**Aim of the exercise**
Only a number is wanted here: the count of lines in the entries below that contain the word "Deserialize".

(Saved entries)
* * *

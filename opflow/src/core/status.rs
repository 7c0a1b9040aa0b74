//! Op execution status.

use serde::{Deserialize, Serialize};
use std::fmt;

/// The execution status of a single invocation.
#[derive(Debug, Clone, Copy, PartialEq, Eq, Hash, Serialize, Deserialize, Default)]
#[serde(rename_all = "snake_case")]
pub enum OpStatus {
    /// Invocation is waiting for its upstreams.
    #[default]
    Pending,
    /// Invocation is currently running.
    Running,
    /// Op completed successfully.
    Ok,
    /// Op was skipped, either by itself or because an upstream failed.
    Skip,
    /// Op failed.
    Fail,
    /// Op was cancelled.
    Cancel,
}

impl fmt::Display for OpStatus {
    fn fmt(&self, f: &mut fmt::Formatter<'_>) -> fmt::Result {
        match self {
            Self::Pending => write!(f, "pending"),
            Self::Running => write!(f, "running"),
            Self::Ok => write!(f, "ok"),
            Self::Skip => write!(f, "skip"),
            Self::Fail => write!(f, "fail"),
            Self::Cancel => write!(f, "cancel"),
        }
    }
}

impl OpStatus {
    /// Returns true if the status represents a terminal state.
    #[must_use]
    pub fn is_terminal(&self) -> bool {
        matches!(self, Self::Ok | Self::Skip | Self::Cancel | Self::Fail)
    }

    /// Returns true if the status indicates success.
    #[must_use]
    pub fn is_success(&self) -> bool {
        matches!(self, Self::Ok | Self::Skip)
    }

    /// Returns true if the status indicates failure.
    #[must_use]
    pub fn is_failure(&self) -> bool {
        matches!(self, Self::Fail | Self::Cancel)
    }
}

* * *

**Exercise output**
2